• **WORK REQUIRED**
The following listing has lines to check for the word "endpoints"; give only the number of lines that contain it.

INFORMATION Start Marker

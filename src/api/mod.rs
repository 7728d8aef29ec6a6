//! API layer for HTTP request handling and data models.
//!
//! - **[`handlers`]**: Axum route handlers for all API endpoints
//! - **[`models`]**: Request/response data structures for API communication
//!
//! The API surface lives under `/v1`:
//!
//! - **Users** (`/v1/users`, `/v1/me`): registration and profile management
//! - **Videos** (`/v1/videos`): upload metadata registration
//! - **Reels** (`/v1/reels`): reel lifecycle, email confirmation, recipient
//!   management, and the paginated listing
//!
//! All endpoints are documented with OpenAPI annotations using `utoipa`;
//! the rendered documentation is served at `/docs`.

pub mod handlers;
pub mod models;
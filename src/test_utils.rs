//! Test utilities shared by repository and handler tests.

use crate::api::models::reels::DeliveryStatus;
use crate::db::handlers::{Reels, Repository, Users, Videos};
use crate::db::models::reels::{Recipient, Recipients, Reel, ReelCreateDBRequest};
use crate::db::models::users::{User, UserCreateDBRequest};
use crate::db::models::videos::{Video, VideoCreateDBRequest};
use crate::types::new_id;
use crate::{AppState, Config};
use axum_test::TestServer;
use chrono::{Duration, Utc};
use sqlx::PgPool;

/// Build a test server over the full router, backed by the given pool.
pub fn test_server(pool: PgPool) -> TestServer {
    let state = AppState {
        db: pool,
        config: Config::default(),
    };
    let router = crate::build_router(state).expect("Failed to build router");
    TestServer::new(router).expect("Failed to create test server")
}

pub fn generate_user() -> UserCreateDBRequest {
    UserCreateDBRequest {
        first_name: "test".to_string(),
        last_name: "user".to_string(),
        email: format!("{}@gmail.com", new_id()),
        password: "demopassword".to_string(),
        email_verified: false,
        reset_password_token: new_id(),
        email_verification_token: new_id(),
        reset_password_expires_at: None,
        email_verification_expires_at: Some(Utc::now()),
    }
}

pub async fn seed_user(pool: &PgPool) -> User {
    let mut conn = pool.acquire().await.unwrap();
    Users::new(&mut conn).create(&generate_user()).await.unwrap()
}

pub async fn seed_video(pool: &PgPool) -> Video {
    let mut conn = pool.acquire().await.unwrap();
    Videos::new(&mut conn)
        .create(&VideoCreateDBRequest {
            key: new_id(),
            file_format: "mp4".to_string(),
            size_mb: 20.0,
        })
        .await
        .unwrap()
}

pub async fn seed_reel(pool: &PgPool, request: &ReelCreateDBRequest) -> Reel {
    let mut conn = pool.acquire().await.unwrap();
    Reels::new(&mut conn).create(request).await.unwrap()
}

pub fn generate_recipients(n: usize) -> Recipients {
    (0..n).map(|_| Recipient::new(format!("recipient_{}@gmail.com", new_id()))).collect()
}

pub fn generate_reel(video_id: &str, user_id: Option<&str>) -> ReelCreateDBRequest {
    ReelCreateDBRequest {
        user_id: user_id.map(str::to_string),
        video_id: video_id.to_string(),
        email: format!("{}@reeldrop.io", new_id()),
        title: "Test Reel".to_string(),
        description: String::new(),
        private: true,
        recipients: generate_recipients(2),
        email_confirmation_token: new_id(),
        delivery_status: DeliveryStatus::Unconfirmed,
        delivery_date: Utc::now() + Duration::days(4),
    }
}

INFORMATION End Marker

• **OUTPUT FOR THIS EXERCISE**
2